Some of our plots go out in terrible states due to how long the eviction process is but we then let them for free until sorted and can bring in a skip/strimmers and a rotavator once it’s cleared enough of anything that might damage the equipment.

Tinkerbell1980 · 07/09/2020 17:31

Wait until she's being smug Halo and drop it like the bombshell it is Grin

FelicisNox · 07/09/2020 17:43

I'm admiring her oeuvre, there must be a way I can utilise this .....

Cloudspotter · 07/09/2020 17:47

😂😂😂😂😂

I would stay quiet and keep my powder dry.

But you must have found it very satisfying.

AzraiL · 07/09/2020 17:49

Hire her gardener and have him come when she's usually outside - then watch for her reaction!

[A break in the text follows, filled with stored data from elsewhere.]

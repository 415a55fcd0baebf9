use std::f64::consts::PI;

use crate::model::scores::{Score, SephiBundle, SephiKey, sephi_key_order};
use crate::model::thresholds::{
    AU_PER_METER, DYNAMO_GAS_GIANT, DYNAMO_ICE_GIANT, DYNAMO_ICE_GIANT_MAX_RADIUS, DYNAMO_ROCKY,
    DYNAMO_ROCKY_MAX_RADIUS, EARLY_MARS, EARTH_DENSITY_G_CM3, ESCAPE_SIGMA_HIGH,
    ESCAPE_SIGMA_LOW, GRAVITATIONAL_CONSTANT, MAGNETIC_SIGMA, MAXIMUM_GREENHOUSE, RECENT_VENUS,
    RUNAWAY_GREENHOUSE, SECONDS_PER_DAY, SIGMA_FLOOR, SOLAR_MASS_KG, SOLAR_TEFF_K,
    TIDAL_LOCK_ALPHA, TIDAL_LOCK_SCALE_AU,
};
use crate::model::values::round_to;

/// Inputs to SEPHI. Planet mass and radius are in Earth units, stellar mass
/// and radius in solar units, period in days and age in Gyr.
#[derive(Debug, Clone, Copy, Default, PartialEq)]
pub struct SephiInputs {
    pub planet_mass: Option<f64>,
    pub planet_radius: Option<f64>,
    pub orbital_period: Option<f64>,
    pub stellar_mass: Option<f64>,
    pub stellar_radius: Option<f64>,
    pub stellar_teff: Option<f64>,
    pub system_age: Option<f64>,
    pub planet_density: Option<f64>,
}

/// Likelihoods in percent.
#[derive(Debug, Clone, Copy, PartialEq)]
pub struct SephiComponents {
    pub sephi: f64,
    pub l1_surface: f64,
    pub l2_escape_velocity: f64,
    pub l3_habitable_zone: f64,
    pub l4_magnetic_field: f64,
}

#[derive(Debug, Clone, PartialEq)]
pub enum SephiResult {
    Available(SephiComponents),
    Unavailable { reason: String },
}

impl SephiResult {
    pub fn components(&self) -> Option<&SephiComponents> {
        match self {
            SephiResult::Available(c) => Some(c),
            SephiResult::Unavailable { .. } => None,
        }
    }

    pub fn to_bundle(&self) -> SephiBundle {
        let mut bundle = SephiBundle::new();
        match self {
            SephiResult::Available(c) => {
                bundle.insert(SephiKey::Sephi, Score::percent(round_to(c.sephi, 2)));
                bundle.insert(SephiKey::L1Surface, Score::percent(round_to(c.l1_surface, 1)));
                bundle.insert(
                    SephiKey::L2EscapeVelocity,
                    Score::percent(round_to(c.l2_escape_velocity, 1)),
                );
                bundle.insert(
                    SephiKey::L3HabitableZone,
                    Score::percent(round_to(c.l3_habitable_zone, 1)),
                );
                bundle.insert(
                    SephiKey::L4MagneticField,
                    Score::percent(round_to(c.l4_magnetic_field, 1)),
                );
            }
            SephiResult::Unavailable { .. } => {
                for &key in sephi_key_order() {
                    bundle.insert(key, Score::unavailable());
                }
            }
        }
        bundle
    }
}

fn gaussian(x: f64, mu: f64, sigma: f64) -> f64 {
    (-0.5 * ((x - mu) / sigma).powi(2)).exp()
}

fn floor_sigma(sigma: f64) -> f64 {
    if sigma == 0.0 { SIGMA_FLOOR } else { sigma }
}

fn surface_likelihood(pm: f64, pr: f64) -> f64 {
    let mu1 = pm.powf(0.27);
    let mu2 = pm.powf(0.5);
    let sigma = floor_sigma((mu2 - mu1) / 3.0);
    if pr <= mu1 {
        1.0
    } else if pr < mu2 {
        gaussian(pr, mu1, sigma)
    } else {
        0.0
    }
}

fn escape_velocity_likelihood(pm: f64, pr: f64) -> f64 {
    let gravity = pm / pr.powi(2);
    let v_rel = (gravity * pr).sqrt();
    if v_rel < 1.0 {
        gaussian(v_rel, 1.0, floor_sigma(ESCAPE_SIGMA_LOW))
    } else {
        gaussian(v_rel, 1.0, floor_sigma(ESCAPE_SIGMA_HIGH))
    }
}

/// Semi-major axis in AU from Kepler's third law.
pub fn semi_major_axis_au(stellar_mass: f64, period_days: f64) -> f64 {
    let mass_kg = stellar_mass * SOLAR_MASS_KG;
    let period_s = period_days * SECONDS_PER_DAY;
    let a_m = (GRAVITATIONAL_CONSTANT * mass_kg * period_s.powi(2) / (4.0 * PI.powi(2))).cbrt();
    a_m * AU_PER_METER
}

fn habitable_zone_likelihood(a: f64, sr: f64, st: f64) -> f64 {
    let luminosity = sr.powi(2) * (st / SOLAR_TEFF_K).powi(4);
    let d1 = RECENT_VENUS.distance_au(luminosity, st);
    let d2 = RUNAWAY_GREENHOUSE.distance_au(luminosity, st);
    let d3 = MAXIMUM_GREENHOUSE.distance_au(luminosity, st);
    let d4 = EARLY_MARS.distance_au(luminosity, st);
    tracing::debug!(a, d1, d2, d3, d4, "habitable zone limits");

    let sigma_inner = floor_sigma((d2 - d1) / 3.0);
    let sigma_outer = floor_sigma((d4 - d3) / 3.0);
    if d2 <= a && a <= d3 {
        1.0
    } else if a < d2 {
        if a < d1 { 0.0 } else { gaussian(a, d2, sigma_inner) }
    } else if a > d4 {
        0.0
    } else {
        gaussian(a, d3, sigma_outer)
    }
}

fn magnetic_likelihood(
    l1: f64,
    a: f64,
    pm: f64,
    pr: f64,
    sm: f64,
    sa: f64,
    density: Option<f64>,
) -> f64 {
    let rho = density.unwrap_or(EARTH_DENSITY_G_CM3 * pm / pr.powi(3));
    let a_lock = sm.cbrt()
        * (rho / EARTH_DENSITY_G_CM3).powf(-1.0 / 3.0)
        * (sa / 10.0).powf(1.0 / 6.0)
        * TIDAL_LOCK_SCALE_AU;
    let locked = a <= a_lock;

    let (alpha, rho0, r0, flux) = if l1 > 0.5 {
        let alpha = if locked { TIDAL_LOCK_ALPHA } else { 1.0 };
        (alpha, 1.0, pr, pr)
    } else {
        let regime = if pr <= DYNAMO_ROCKY_MAX_RADIUS {
            DYNAMO_ROCKY
        } else if pr <= DYNAMO_ICE_GIANT_MAX_RADIUS {
            DYNAMO_ICE_GIANT
        } else {
            DYNAMO_GAS_GIANT
        };
        (1.0, regime.rho0, regime.r0_factor * pr, regime.flux_factor * pr)
    };
    let moment = alpha * rho0.sqrt() * r0.powf(10.0 / 3.0) * flux.cbrt();
    tracing::debug!(a_lock, locked, moment, "magnetic moment estimate");
    if moment >= 1.0 {
        1.0
    } else {
        gaussian(moment, 1.0, floor_sigma(MAGNETIC_SIGMA))
    }
}

fn positive(name: &'static str, value: Option<f64>) -> Result<f64, String> {
    match value {
        Some(v) if v > 0.0 => Ok(v),
        Some(v) => Err(format!("{name} is not positive ({v})")),
        None => Err(format!("{name} is missing")),
    }
}

fn checked_inputs(inputs: &SephiInputs) -> Result<[f64; 7], String> {
    Ok([
        positive("pl_masse", inputs.planet_mass)?,
        positive("pl_rade", inputs.planet_radius)?,
        positive("pl_orbper", inputs.orbital_period)?,
        positive("st_mass", inputs.stellar_mass)?,
        positive("st_rad", inputs.stellar_radius)?,
        positive("st_teff", inputs.stellar_teff)?,
        positive("st_age", inputs.system_age)?,
    ])
}

/// Statistical-likelihood Exo-Planetary Habitability Index.
///
/// Fails closed: if any of the seven core inputs is missing or not positive
/// the result is `Unavailable`.
pub fn calculate_sephi(inputs: &SephiInputs, planet_name: &str) -> SephiResult {
    let [pm, pr, po, sm, sr, st, sa] = match checked_inputs(inputs) {
        Ok(values) => values,
        Err(reason) => {
            tracing::warn!(planet = planet_name, %reason, "SEPHI calculation skipped");
            return SephiResult::Unavailable { reason };
        }
    };

    let l1 = surface_likelihood(pm, pr);
    let l2 = escape_velocity_likelihood(pm, pr);
    let a = semi_major_axis_au(sm, po);
    let l3 = habitable_zone_likelihood(a, sr, st);
    let density = inputs.planet_density.filter(|d| *d > 0.0);
    let l4 = magnetic_likelihood(l1, a, pm, pr, sm, sa, density);

    let product = l1 * l2 * l3 * l4;
    let sephi = if product > 0.0 { product.powf(0.25) } else { 0.0 };
    let components = SephiComponents {
        sephi: sephi * 100.0,
        l1_surface: l1 * 100.0,
        l2_escape_velocity: l2 * 100.0,
        l3_habitable_zone: l3 * 100.0,
        l4_magnetic_field: l4 * 100.0,
    };
    tracing::info!(
        planet = planet_name,
        sephi = round_to(components.sephi, 2),
        l1 = round_to(components.l1_surface, 1),
        l2 = round_to(components.l2_escape_velocity, 1),
        l3 = round_to(components.l3_habitable_zone, 1),
        l4 = round_to(components.l4_magnetic_field, 1),
        "computed SEPHI"
    );
    SephiResult::Available(components)
}

#[cfg(test)]
#[path = "../../tests/src_inline/pipeline/stage5_sephi.rs"]
mod tests;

thinkingaboutLangCleg · 07/09/2020 18:07

This gave me a good laugh, OP! I hope you have some fun with it. Or you could be truly evil and promise to keep her secret in return for an endless supply of her magnificent produce ...
Grin

FromTheAllotment · 07/09/2020 18:12

@ipushmyfingersintomyeyes

From one messy and full of weeds allotment owner to another, I would keep this one under my hat and let her talk and talk about her hard work. Sometimes knowing the secret is all the fun part! Once its out there, its over with.
This!!

Shock at the cheek of her though!! That’s just not DONE!!!! GrinGrinGrin

KisstheTeapot14 · 07/09/2020 18:16

Keep flicking your slugs over the border.

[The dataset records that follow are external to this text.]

use crate::report::{ReportError, SummaryData};

pub fn render_summary_json(data: &SummaryData<'_>) -> Result<String, ReportError> {
    let mut json = serde_json::to_string_pretty(data)?;
    json.push('\n');
    Ok(json)
}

Fellow allotmenteer - my DH is a gardener and our plot looks wild at the moment. Looked fab when we were in strict lock down and we had little else to do (home education aside).

AnnaLiviaPlurabella · 07/09/2020 18:18

She may have a hidden disability and isn't able to do all that needs to be done herself.

Or she may have been referring to the gardeners hard work.

Or she may just hate some jobs and gets help with those.

Unless she's being a total bitch about the state of yours, op, I'd leave her alone. You said yourself she's perfectly pleasant, so no need to make petty digs.

KisstheTeapot14 · 07/09/2020 18:21

I'm trying to figure out how you can bring Lady Chatterley into all this...

DonaPatrizia · 07/09/2020 18:28

Is this whole thing a Lady Chatterley and Mellor’s-style metaphor? ‘Strimming her plot’ and ‘waist deep in bindweed’? Or have I spent too long reading Barbara Amiel’s autobiography in the Daily Mail?

tryinghardnottocry · 07/09/2020 19:00

There was a man there strimming her plot

I am fairly broad minded but Its a phrase I have not heard before

Being caught doing such things is of course deeply offensive and could lead to a prosecution under The Sexual Offences Act (2003) - certainly if such an act was seen, or could be seen, by minors

Elaine1985 · 07/09/2020 19:51

I would mention that you have met her gardener, as a fellow plot holder I would not be able to contain my wee comment! :-)

MamaSharkDooDooDooDooDooDooo · 07/09/2020 20:08

That's brilliant. She is an utter genius!

Definitely have a little bit of (lighthearted and friendly) fun with it!!

Sandii · 07/09/2020 20:53

Don’t be mean . You know nothing about her circumstances. She could have a hidden disability and be unable to do the work but find it a safe , calm place to rest. You confronting her or taking the piss would spoil that. It’s NOYB.

yetanothernamitynamechange · 07/09/2020 21:11

Am I being unreasonable that this wasnt about a buried body :(

Riolou3 · 07/09/2020 22:29

DO IT!!! 🤣

Jeeperscreepers69 · 07/09/2020 23:12

Omy goodness id keep this little nuggett under your belt. But have fun with it /her

contonsmum · 07/09/2020 23:25

This is quite pathetic. So? She has a gardner And she likes to go there to relax on a bench, do the odd bit of pruning, or whatever she can bb or feels like doing.Are you sure it a dirty little secret and that she wouldn't tell you if you asked her. Did you think she actually did it all herself, when as you say, she is always just relaxing or doing little bits
I wish people could just be kinder to each other.